Military crews airlifted relief supplies to thousands who were stranded after the typhoon caused landslides and washed away bridges, railways and roads. More than 4,000 people were without telephone and electricity Monday evening. Police, firefighters and soldiers gather together to clear roads so they could distribute food and medicine to victims.
Prime Minister Yoshihiko Noda, who was sworn in a day before Talas hit landfall, promised that the government would provide assistance as quickly as it could.
“We will do everything we can to rescue people and search for the missing,” Noda said.
The government issued a mandatory evacuation for nearly half a million people and more than 3,000 remain in evacuation centers.
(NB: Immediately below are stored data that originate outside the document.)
//! Settings management.

use std::path::{
    Path,
    PathBuf,
};

use super::{
    ConfigError,
    I18nSettings,
    loader,
};

/// Holds the validated settings and the project root they came from.
#[derive(Default, Debug, Clone)]
pub struct ConfigManager {
    /// 現在の設定
    current_settings: I18nSettings,

    /// 設定を読み込んだプロジェクトルート
    project_root: Option<PathBuf>,
}

impl ConfigManager {
    /// デフォルト設定で作成
    #[must_use]
    pub fn new() -> Self {
        Self { current_settings: I18nSettings::default(), project_root: None }
    }

    /// Loads settings from `project_root`, falling back to defaults.
    ///
    /// # Errors
    /// - File read error
    /// - JSON parse error
    /// - Validation error
    pub fn load_settings(&mut self, project_root: Option<PathBuf>) -> Result<(), ConfigError> {
        tracing::debug!("Loading settings for project: {:?}", project_root);

        let settings = if let Some(root) = &project_root {
            loader::load_from_dir(root)?.map_or_else(I18nSettings::default, |loaded| {
                tracing::debug!("Loaded project settings: {:?}", loaded);
                loaded
            })
        } else {
            I18nSettings::default()
        };

        settings.validate().map_err(ConfigError::ValidationErrors)?;

        self.current_settings = settings;
        self.project_root = project_root;
        tracing::debug!("Settings loaded successfully: {:?}", self.current_settings);

        Ok(())
    }

    /// Replaces the current settings after validating them.
    ///
    /// # Errors
    /// - Validation error
    pub fn update_settings(&mut self, new_settings: I18nSettings) -> Result<(), ConfigError> {
        new_settings.validate().map_err(ConfigError::ValidationErrors)?;
        self.current_settings = new_settings;
        tracing::debug!("Settings updated successfully");
        Ok(())
    }

    /// 現在の設定を取得
    #[must_use]
    pub const fn get_settings(&self) -> &I18nSettings {
        &self.current_settings
    }

    /// 設定を読み込んだプロジェクトルート
    #[must_use]
    pub fn project_root(&self) -> Option<&Path> {
        self.project_root.as_deref()
    }
}
//! Settings file loading.

use std::path::Path;

use super::{
    ConfigError,
    I18nSettings,
};

/// Settings file name looked up in the project root.
pub const CONFIG_FILE_NAME: &str = ".i18n.json";

/// Reads the settings file from `root`.
///
/// # Returns
/// - `Ok(Some(settings))`: the file exists and parsed
/// - `Ok(None)`: no settings file
/// - `Err(ConfigError)`: read or parse failure
///
/// # Errors
/// - File read error
/// - JSON parse error
pub(super) fn load_from_dir(root: &Path) -> Result<Option<I18nSettings>, ConfigError> {
    let config_path = root.join(CONFIG_FILE_NAME);

    if !config_path.exists() {
        tracing::debug!("Configuration file not found: {:?}", config_path);
        return Ok(None);
    }

    tracing::debug!("Loading configuration from: {:?}", config_path);

    let content = std::fs::read_to_string(&config_path)?;
    let settings: I18nSettings = serde_json::from_str(&content)?;

    Ok(Some(settings))
}
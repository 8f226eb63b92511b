//! Translation categories and miss tracking.

use std::collections::BTreeMap;

use crate::escape::{
    escape_newlines,
    unescape_newlines,
};

/// Returned by [`Category::t`] when no key is given.
pub const INVALID_KEY_TEXT: &str = "ERROR";

/// A single translated string.
#[derive(Debug, Clone, PartialEq, Eq)]
pub struct TranslationEntry {
    /// Translated text with real newlines.
    text: String,
}

impl TranslationEntry {
    /// Wraps already unescaped text.
    #[must_use]
    pub fn new(text: impl Into<String>) -> Self {
        Self { text: text.into() }
    }

    /// Translated text.
    #[must_use]
    pub fn text(&self) -> &str {
        &self.text
    }
}

/// A named group of translations, e.g. one UI screen.
///
/// Keys are stored with newlines escaped (see [`escape_newlines`]), values
/// with newlines restored.
#[derive(Debug, Clone, Default)]
pub struct Category {
    /// Section name in the language file.
    name: String,
    /// Confirmed translations by normalized key.
    entries: BTreeMap<String, TranslationEntry>,
    /// Normalized key -> text to write for it on the next save.
    missed: BTreeMap<String, String>,
}

impl Category {
    /// Creates an empty category.
    #[must_use]
    pub fn new(name: impl Into<String>) -> Self {
        Self { name: name.into(), entries: BTreeMap::new(), missed: BTreeMap::new() }
    }

    /// Section name in the language file.
    #[must_use]
    pub fn name(&self) -> &str {
        &self.name
    }

    /// Translates `key`.
    ///
    /// A key containing newlines matches the entry whose file key has them
    /// escaped as `\n`.
    ///
    /// # Arguments
    /// * `key` - Lookup key; an empty key is invalid
    /// * `default` - Text to return and record when `key` is not translated
    ///
    /// # Returns
    /// - The translation, when `key` has one
    /// - Otherwise `default`, or `key` unchanged when there is no default.
    ///   The miss is recorded in [`Category::missed`] under the escaped key,
    ///   overwriting an earlier miss of the same key.
    /// - [`INVALID_KEY_TEXT`] for an empty key, without recording anything
    ///
    /// Leading and trailing whitespace of a default survives a save and
    /// reload; see [`crate::ini`] for how such values are quoted.
    pub fn t(&mut self, key: &str, default: Option<&str>) -> String {
        if key.is_empty() {
            return INVALID_KEY_TEXT.to_string();
        }

        let normalized = escape_newlines(key);
        if let Some(entry) = self.entries.get(&normalized) {
            return entry.text.clone();
        }

        let recorded = default.map_or_else(|| normalized.clone(), str::to_string);
        self.missed.insert(normalized, recorded);
        default.unwrap_or(key).to_string()
    }

    /// Merges `source` into the confirmed entries.
    ///
    /// Keys that already exist keep their current text. `\n` escapes in
    /// values become real newlines.
    ///
    /// # Arguments
    /// * `source` - Normalized key and escaped value pairs, e.g. a file section
    pub fn set_map<K, V>(&mut self, source: impl IntoIterator<Item = (K, V)>)
    where
        K: Into<String>,
        V: AsRef<str>,
    {
        for (key, value) in source {
            self.entries
                .entry(key.into())
                .or_insert_with(|| TranslationEntry::new(unescape_newlines(value.as_ref())));
        }
    }

    /// Keys looked up without a translation since the last clear.
    #[must_use]
    pub const fn missed(&self) -> &BTreeMap<String, String> {
        &self.missed
    }

    /// Forgets all misses. Called after they have been saved.
    pub fn clear_missed(&mut self) {
        self.missed.clear();
    }

    /// Confirmed translations keyed by normalized key.
    #[must_use]
    pub const fn entries(&self) -> &BTreeMap<String, TranslationEntry> {
        &self.entries
    }

    /// Whether `key` has a confirmed translation. Does not record a miss.
    #[must_use]
    pub fn contains(&self, key: &str) -> bool {
        self.entries.contains_key(&escape_newlines(key))
    }

    /// Number of confirmed translations.
    #[must_use]
    pub fn len(&self) -> usize {
        self.entries.len()
    }

    /// Whether there are no confirmed translations.
    #[must_use]
    pub fn is_empty(&self) -> bool {
        self.entries.is_empty()
    }
}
The typhoon lashed through Japan, dumping record amounts of rain on central and western Japan before being downgraded to a tropical storm.
The extent of damage from Talas is still being accessed. According to the Japan Meteorological Agency, a record 26 inches of rain fell in one day in Nara Prefecture. Officials reported that in Wakayama Prefecture, the worst hit area, 17 people were confirmed dead while two dozen others were missing.
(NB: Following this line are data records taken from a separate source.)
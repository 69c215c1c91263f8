//! Execution audit logging.
//!
//! Records every command dispatch and completion on both ends of a
//! distributed execution exchange. The logger is bound to one [`Role`]
//! (CLIENT or SERVER) for its lifetime and renders fixed message templates
//! without ever truncating operator- or host-supplied text; finished lines
//! are forwarded to a [`LogSink`].
//!
//! Most callers construct an [`AuditLogger`] directly. Environments that
//! need one process-wide instance use [`init`]/[`global`], which bind the
//! role once and keep it valid until process exit.

mod logger;
mod render;
mod sink;

use std::sync::OnceLock;

pub use logger::{AuditErrorKind, AuditLogger, Role};
pub use render::{join_hosts, render_line};
pub use sink::{LogSink, NullSink, RecordingSink, Severity, TracingSink};

static GLOBAL: OnceLock<AuditLogger> = OnceLock::new();

/// Initialize the process-wide audit logger.
///
/// The first call binds the role; later calls return the existing logger
/// and their `role` argument is ignored. The instance stays valid until
/// process exit.
pub fn init(role: Role) -> &'static AuditLogger {
    GLOBAL.get_or_init(|| AuditLogger::new(role))
}

/// The process-wide audit logger, if [`init`] has run.
pub fn global() -> Option<&'static AuditLogger> {
    GLOBAL.get()
}

#[cfg(test)]
mod tests {
    use super::*;

    #[test]
    fn test_global_role_is_fixed_at_first_init() {
        assert!(global().is_none());
        let logger = init(Role::Client);
        assert_eq!(logger.role(), Role::Client);

        // A second init does not rebind the role.
        let again = init(Role::Server);
        assert_eq!(again.role(), Role::Client);
        assert_eq!(global().unwrap().role(), Role::Client);
    }
}
//! One-shot secret capture in locked memory.
//!
//! Captures a single operator-supplied credential line from standard input
//! without letting the bytes touch swappable storage. The capture stages
//! everything inside a [`PinnedRegion`] that is wiped and released on every
//! exit path, including timeouts and partial-setup failures.

mod pinned;
mod reader;

pub use pinned::{PinnedRegion, REGION_LEN};
pub use reader::{capture_secret, Secret};

/// Upper bound on a captured line, terminator included.
///
/// A secret may be at most `MAX_SECRET_LEN - 1` bytes. A secret of exactly
/// that length is accepted whole with no truncation indicator; this is a
/// documented limitation, not silent corruption.
pub const MAX_SECRET_LEN: usize = 1024;
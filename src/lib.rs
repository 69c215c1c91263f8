//! dexec trust/audit core
//!
//! This crate provides the two security-sensitive building blocks of the
//! dexec distributed privileged-command execution tool:
//!
//! - [`secret`]: one-shot capture of an operator-supplied credential from
//!   standard input, staged entirely in locked memory and wiped on every
//!   exit path.
//! - [`audit`]: role-fixed (CLIENT/SERVER) audit logging of every command
//!   dispatch and completion, rendered without truncation and forwarded to
//!   the process-wide logging facility.
//!
//! Transport, host-set expansion, and command serialization live elsewhere;
//! both components here are leaf pieces consumed by the orchestrator.

pub mod audit;
pub mod config;
pub mod error;
pub mod secret;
“There are so many roads out that it is hard to count them all,” said local official Seiji Yamamoto. “Hundreds of homes have been flooded,” he said.
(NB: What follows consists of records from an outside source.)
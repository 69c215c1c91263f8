//! End-to-end tests for the dexec-askpass helper.
//!
//! These spawn the real binary and drive it over stdin/stdout, checking
//! the process contract: secret echoed once on success, the fixed timeout
//! diagnostic on stderr, and distinct exit codes per failure class.

use std::io::Write;
use std::process::{Child, Command, Stdio};
use std::time::{Duration, Instant};

use tempfile::TempDir;

const BIN: &str = env!("CARGO_BIN_EXE_dexec-askpass");

/// Spawn the helper with a config file setting the given timeout.
fn spawn_askpass(temp: &TempDir, timeout_millis: u64) -> Child {
    let config_path = temp.path().join("askpass.toml");
    std::fs::write(
        &config_path,
        format!("[askpass]\ntimeout_millis = {timeout_millis}\n"),
    )
    .expect("failed to write config");

    Command::new(BIN)
        .env("DEXEC_ASKPASS_CONFIG", &config_path)
        .stdin(Stdio::piped())
        .stdout(Stdio::piped())
        .stderr(Stdio::piped())
        .spawn()
        .expect("failed to spawn dexec-askpass")
}

#[test]
fn test_secret_echoed_with_exit_zero() {
    let temp = TempDir::new().unwrap();
    let mut child = spawn_askpass(&temp, 1_000);

    child
        .stdin
        .take()
        .unwrap()
        .write_all(b"hunter2\n")
        .unwrap();

    let output = child.wait_with_output().unwrap();
    assert!(output.status.success(), "status: {:?}", output.status);
    assert_eq!(output.stdout, b"hunter2\n");
}

#[test]
fn test_empty_line_yields_empty_secret() {
    let temp = TempDir::new().unwrap();
    let mut child = spawn_askpass(&temp, 1_000);

    child.stdin.take().unwrap().write_all(b"\n").unwrap();

    let output = child.wait_with_output().unwrap();
    assert!(output.status.success());
    assert_eq!(output.stdout, b"\n");
}

#[test]
fn test_timeout_prints_fixed_diagnostic() {
    let temp = TempDir::new().unwrap();
    let mut child = spawn_askpass(&temp, 300);

    // Keep stdin open without writing so the helper times out rather than
    // seeing EOF.
    let stdin = child.stdin.take().unwrap();

    let start = Instant::now();
    let output = child.wait_with_output().unwrap();
    let elapsed = start.elapsed();
    drop(stdin);

    assert_eq!(output.status.code(), Some(1));
    let stderr = String::from_utf8_lossy(&output.stderr);
    assert!(
        stderr.contains("Invalid sudo password"),
        "stderr: {stderr}"
    );
    assert!(elapsed >= Duration::from_millis(300));
    assert!(output.stdout.is_empty());
}

#[test]
fn test_eof_without_terminator_exits_with_malformed_code() {
    let temp = TempDir::new().unwrap();
    let mut child = spawn_askpass(&temp, 1_000);

    let mut stdin = child.stdin.take().unwrap();
    stdin.write_all(b"no terminator").unwrap();
    drop(stdin);

    let output = child.wait_with_output().unwrap();
    assert_eq!(output.status.code(), Some(2));
    assert!(output.stdout.is_empty());
}

#[test]
fn test_max_length_secret_round_trips() {
    let temp = TempDir::new().unwrap();
    let mut child = spawn_askpass(&temp, 1_000);

    let secret = vec![b'x'; 1023];
    let mut input = secret.clone();
    input.push(b'\n');
    child.stdin.take().unwrap().write_all(&input).unwrap();

    let output = child.wait_with_output().unwrap();
    assert!(output.status.success());
    assert_eq!(output.stdout, input);
}

#[test]
fn test_bad_config_is_fatal() {
    let temp = TempDir::new().unwrap();
    let config_path = temp.path().join("askpass.toml");
    std::fs::write(&config_path, "[askpass]\ntimeout_millis = 0\n").unwrap();

    let output = Command::new(BIN)
        .env("DEXEC_ASKPASS_CONFIG", &config_path)
        .stdin(Stdio::null())
        .stdout(Stdio::piped())
        .stderr(Stdio::piped())
        .output()
        .unwrap();

    // Config failures get their own code, distinct from capture-time
    // resource failures.
    assert_eq!(output.status.code(), Some(5));
    let stderr = String::from_utf8_lossy(&output.stderr);
    assert!(stderr.contains("timeout_millis"), "stderr: {stderr}");
}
Television footage showed entire neighborhoods flooded by swollen rivers, while police used rope to pull survivors out of their washed-away homes.
Rescuers and search teams scoured central Japan to look for survivors. There are roughly 54 people are missing. Among the victims are the wife and daughter of mayor the town of Nachikatsuura, Shinichi Teramoto.
“I have to think about how to help the people of the town deal with this disaster,” said Mayor Teramoto. “Only after that can I think about my family. I hope that I can find my wife soon to send off my family with my daughter.”
The typhoon, which in Japanese means “sharpness,” touched down Saturday night and has been called the worst storm to hit Japan since Typhoon Tokage in 2004, which left 98 people dead or missing. The death toll is expected to increase, as rescue crews continue their search.